May 24, 2010
Doctor Banned After Discredited Vaccine Research
The doctor who claimed there were links between vaccination and autism, which was widely discredited, was struck off Britain's medical register on Monday for professional misconduct.
Dr. Andrew Wakefield's 1998 study claimed that children vaccinated with the measles, mumps and rubella (MMR) shot was the reason for a big rise in autism cases in the United States and in parts of Europe in recent years.
A disciplinary panel of the General Medical Council (GMC) found that Wakefield had acted in a "dishonest," "misleading" and "irresponsible" way while conducing his research.
Wakefield, who now lives and works in the U.S., can no longer practice as a doctor in Britain, but can continue to work in medicine outside the U.K.
His paper caused one of the biggest medical rows in a generation. It was published in The Lancet medical journal and has since been widely discredited.
"The panel has determined that Dr Wakefield's name should be erased from the medical register," the GMC said in a statement.

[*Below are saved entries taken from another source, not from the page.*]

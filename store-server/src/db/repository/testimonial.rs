//! Testimonial Repository

use super::{BaseRepository, FIELDS, RepoError, RepoResult};
use crate::db::models::{
    GenderStats, LatestTestimonial, Testimonial, TestimonialPatch, TestimonialRecord,
    TestimonialStats,
};
use surrealdb::Surreal;
use surrealdb::engine::local::Db;

const TABLE: &str = "testimonial";

#[derive(Clone)]
pub struct TestimonialRepository {
    base: BaseRepository,
}

impl TestimonialRepository {
    pub fn new(db: Surreal<Db>) -> Self {
        Self {
            base: BaseRepository::new(db),
        }
    }

    /// Find all testimonials, newest first
    pub async fn find_all(&self) -> RepoResult<Vec<Testimonial>> {
        let testimonials: Vec<Testimonial> = self
            .base
            .db()
            .query(format!("SELECT {FIELDS} FROM {TABLE} ORDER BY created_at DESC"))
            .await?
            .take(0)?;
        Ok(testimonials)
    }

    pub async fn find_by_id(&self, id: &str) -> RepoResult<Option<Testimonial>> {
        self.base.find_one(TABLE, id).await
    }

    pub async fn create(&self, record: TestimonialRecord) -> RepoResult<Testimonial> {
        let id = self.base.insert(TABLE, record).await?;
        self.find_by_id(&id)
            .await?
            .ok_or_else(|| RepoError::Database(format!("Testimonial {id} vanished after create")))
    }

    pub async fn update(&self, id: &str, patch: TestimonialPatch) -> RepoResult<Testimonial> {
        if !self.base.merge(TABLE, id, patch).await? {
            return Err(RepoError::NotFound(format!("Testimonial {id} not found")));
        }
        self.find_by_id(id)
            .await?
            .ok_or_else(|| RepoError::NotFound(format!("Testimonial {id} not found")))
    }

    pub async fn delete(&self, id: &str) -> RepoResult<bool> {
        self.base.remove(TABLE, id).await
    }

    /// Total, per-gender counts and the most recent entry
    pub async fn stats(&self) -> RepoResult<TestimonialStats> {
        let count = |condition: &str| {
            format!("SELECT count() AS total FROM {TABLE}{condition} GROUP ALL")
        };
        let total = self.base.count(&count("")).await?;
        let male = self.base.count(&count(" WHERE gender = 'male'")).await?;
        let female = self.base.count(&count(" WHERE gender = 'female'")).await?;

        let mut result = self
            .base
            .db()
            .query(format!(
                "SELECT customer_name, created_at FROM {TABLE} ORDER BY created_at DESC LIMIT 1"
            ))
            .await?;
        let latest: Vec<LatestTestimonial> = result.take(0)?;

        Ok(TestimonialStats {
            total,
            gender_stats: GenderStats { male, female },
            latest: latest.into_iter().next(),
        })
    }
}
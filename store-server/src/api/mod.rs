//! API 路由模块
//!
//! # 结构
//!
//! - [`health`] - 健康检查
//! - [`categories`] - 分类管理接口
//! - [`products`] - 商品管理接口 (含图片、库存、商品统计)
//! - [`orders`] - 订单管理接口 (含下单、取消、统计)
//! - [`testimonials`] - 客户评价接口

pub mod health;

// Data model APIs
pub mod categories;
pub mod orders;
pub mod products;
pub mod testimonials;

use axum::Router;

use crate::core::ServerState;

// Re-export common types for handlers
pub use crate::utils::{AppJson, AppResult};

/// Build the Axum router (without state)
pub fn build_app() -> Router<ServerState> {
    Router::<ServerState>::new()
        .merge(health::router())
        .merge(categories::router())
        .merge(products::router())
        .merge(orders::router())
        .merge(testimonials::router())
}
//! Statistics aggregation
//!
//! Orders are loaded per range and folded in memory; the fold itself
//! ([`build_report`], [`top_selling`]) is pure.

use std::collections::HashMap;

use chrono::{Duration, NaiveDate};
use chrono_tz::Tz;
use shared::error::AppResult;
use shared::models::{OrderStatus, StatsPeriod, round2, trailing_days};
use surrealdb::Surreal;
use surrealdb::engine::local::Db;

use super::{AdvancedStats, DailySales, OrderStats, StatusCount};
use crate::db::models::{Order, Product, ProductStats, TopSellingProduct};
use crate::db::repository::{OrderRepository, ProductRepository};
use crate::utils::time::{date_of_millis, day_start_millis, today};

/// Entries in the top-selling list
pub const TOP_SELLING_LIMIT: usize = 5;

#[derive(Clone)]
pub struct StatsService {
    orders: OrderRepository,
    products: ProductRepository,
    tz: Tz,
}

impl StatsService {
    pub fn new(db: Surreal<Db>, tz: Tz) -> Self {
        Self {
            orders: OrderRepository::new(db.clone()),
            products: ProductRepository::new(db),
            tz,
        }
    }

    /// Order counts and revenue over all time
    pub async fn summary(&self) -> AppResult<OrderStats> {
        let summary = self.orders.summary().await?;
        let average_order_value = if summary.total_orders > 0 {
            summary.total_revenue / summary.total_orders as f64
        } else {
            0.0
        };
        Ok(OrderStats {
            total_orders: summary.total_orders,
            pending_orders: summary.pending_orders,
            delivered_orders: summary.delivered_orders,
            total_revenue: summary.total_revenue,
            average_order_value,
        })
    }

    /// Financial report for a calendar period in the store timezone
    pub async fn advanced(&self, period: StatsPeriod) -> AppResult<AdvancedStats> {
        let today = today(self.tz);

        let (start, end) = period.date_bounds(today);
        let in_period = self
            .orders
            .find_created_between(day_start_millis(start, self.tz), day_start_millis(end, self.tz))
            .await?;

        let days = trailing_days(today);
        let first_day = days.first().copied().unwrap_or(today);
        let trailing = self
            .orders
            .find_created_between(
                day_start_millis(first_day, self.tz),
                day_start_millis(today + Duration::days(1), self.tz),
            )
            .await?;

        let mut ids: Vec<String> = in_period
            .iter()
            .flat_map(|o| o.items.iter().map(|i| i.product.clone()))
            .collect();
        ids.sort();
        ids.dedup();
        let products = self.products.find_map(&ids).await?;

        tracing::debug!(
            period = period.as_str(),
            orders = in_period.len(),
            "Advanced stats computed"
        );
        Ok(build_report(
            period, &in_period, &trailing, &products, today, self.tz,
        ))
    }

    /// Stock distribution and best sellers
    pub async fn product_stats(&self) -> AppResult<ProductStats> {
        let counts = self.products.stock_counts().await?;

        let orders = self.orders.find_not_cancelled().await?;
        let mut ids: Vec<String> = orders
            .iter()
            .flat_map(|o| o.items.iter().map(|i| i.product.clone()))
            .collect();
        ids.sort();
        ids.dedup();
        let products = self.products.find_map(&ids).await?;

        Ok(ProductStats {
            total_products: counts.total,
            out_of_stock: counts.out_of_stock,
            low_stock: counts.low_stock,
            in_stock: counts.in_stock,
            top_selling: top_selling(&orders, &products, TOP_SELLING_LIMIT),
        })
    }
}

/// Fold the period's orders into a report
///
/// `in_period` drives the totals and status counts; `trailing` (the last
/// seven days) drives `daily_sales`. Cancelled orders only appear in the
/// status counts. Items whose product no longer exists cost nothing.
pub fn build_report(
    period: StatsPeriod,
    in_period: &[Order],
    trailing: &[Order],
    products: &HashMap<String, Product>,
    today: NaiveDate,
    tz: Tz,
) -> AdvancedStats {
    let mut revenue = 0.0;
    let mut total_orders = 0u64;
    let mut total_cost = 0.0;
    let mut total_delivery_cost = 0.0;
    let mut by_status: HashMap<OrderStatus, u64> = HashMap::new();

    for order in in_period {
        *by_status.entry(order.status).or_default() += 1;
        if order.status.is_cancelled() {
            continue;
        }
        total_orders += 1;
        revenue += order.amount;
        total_delivery_cost += order.delivery_price;
        total_cost += order
            .items
            .iter()
            .filter_map(|item| {
                products
                    .get(&item.product)
                    .map(|p| p.cost_price * item.quantity as f64)
            })
            .sum::<f64>();
    }

    let average_order_value = if total_orders > 0 {
        revenue / total_orders as f64
    } else {
        0.0
    };
    let net_profit = revenue - total_cost - total_delivery_cost;
    let profit_margin = if revenue > 0.0 {
        round2(net_profit / revenue * 100.0)
    } else {
        0.0
    };

    let order_status_stats = OrderStatus::ALL
        .into_iter()
        .map(|status| StatusCount {
            status,
            count: by_status.get(&status).copied().unwrap_or(0),
        })
        .collect();

    AdvancedStats {
        period,
        revenue,
        total_orders,
        average_order_value,
        total_cost,
        total_delivery_cost,
        net_profit,
        profit_margin,
        daily_sales: daily_sales(trailing, today, tz),
        order_status_stats,
    }
}

/// Seven zero-filled days ending today, oldest first
fn daily_sales(orders: &[Order], today: NaiveDate, tz: Tz) -> Vec<DailySales> {
    let mut buckets: HashMap<NaiveDate, (f64, u64)> = HashMap::new();
    for order in orders.iter().filter(|o| !o.status.is_cancelled()) {
        if let Some(day) = date_of_millis(order.created_at, tz) {
            let bucket = buckets.entry(day).or_default();
            bucket.0 += order.amount;
            bucket.1 += 1;
        }
    }

    trailing_days(today)
        .into_iter()
        .map(|day| {
            let (revenue, orders) = buckets.get(&day).copied().unwrap_or_default();
            DailySales {
                date: day.format("%Y-%m-%d").to_string(),
                revenue,
                orders,
            }
        })
        .collect()
}

/// Best sellers by units over the given (non-cancelled) orders
///
/// Revenue is units × the product's current final price. Products that no
/// longer exist are left out.
pub fn top_selling(
    orders: &[Order],
    products: &HashMap<String, Product>,
    limit: usize,
) -> Vec<TopSellingProduct> {
    let mut units: HashMap<&str, i64> = HashMap::new();
    for order in orders.iter().filter(|o| !o.status.is_cancelled()) {
        for item in &order.items {
            *units.entry(item.product.as_str()).or_default() += item.quantity;
        }
    }

    let mut ranked: Vec<TopSellingProduct> = units
        .into_iter()
        .filter_map(|(id, total_sold)| {
            let product = products.get(id)?;
            Some(TopSellingProduct {
                product_id: id.to_string(),
                name: product.title.clone(),
                total_sold,
                total_revenue: round2(total_sold as f64 * product.final_price()),
                image: product.images.first().cloned(),
            })
        })
        .collect();

    ranked.sort_by(|a, b| {
        b.total_sold
            .cmp(&a.total_sold)
            .then_with(|| a.product_id.cmp(&b.product_id))
    });
    ranked.truncate(limit);
    ranked
}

Wakefield failed to disclose various details about the study and had acted "country to the clinical interest" of the children involved in his research. The GMC described the failure as "dishonest and misleading."'
The statement said that pulling Wakefield off the medical register was "the only sanction that is appropriate to protect patients" and was in the wider public interest. It also said it was "proportionate to the serious and wide-ranging findings made against him."
Data released last February from England and Wales showed a rise in measles cases of over 70 percent in 2008 from the previous year, mostly caused by a fall in the number of children being vaccinated.
Wakefield has always defended his work and has accused his critics of making "unfounded and unjust" allegations.
The GMC said that his refusal to accept his mistakes means that a temporary suspension of Wakefield's license was not enough and he should be banned altogether.
"Dr Wakefield's continued lack of insight as to his misconduct serve only to satisfy the panel that suspension is not sufficient and that his actions are incompatible with his continued registration as a medical practitioner," it said.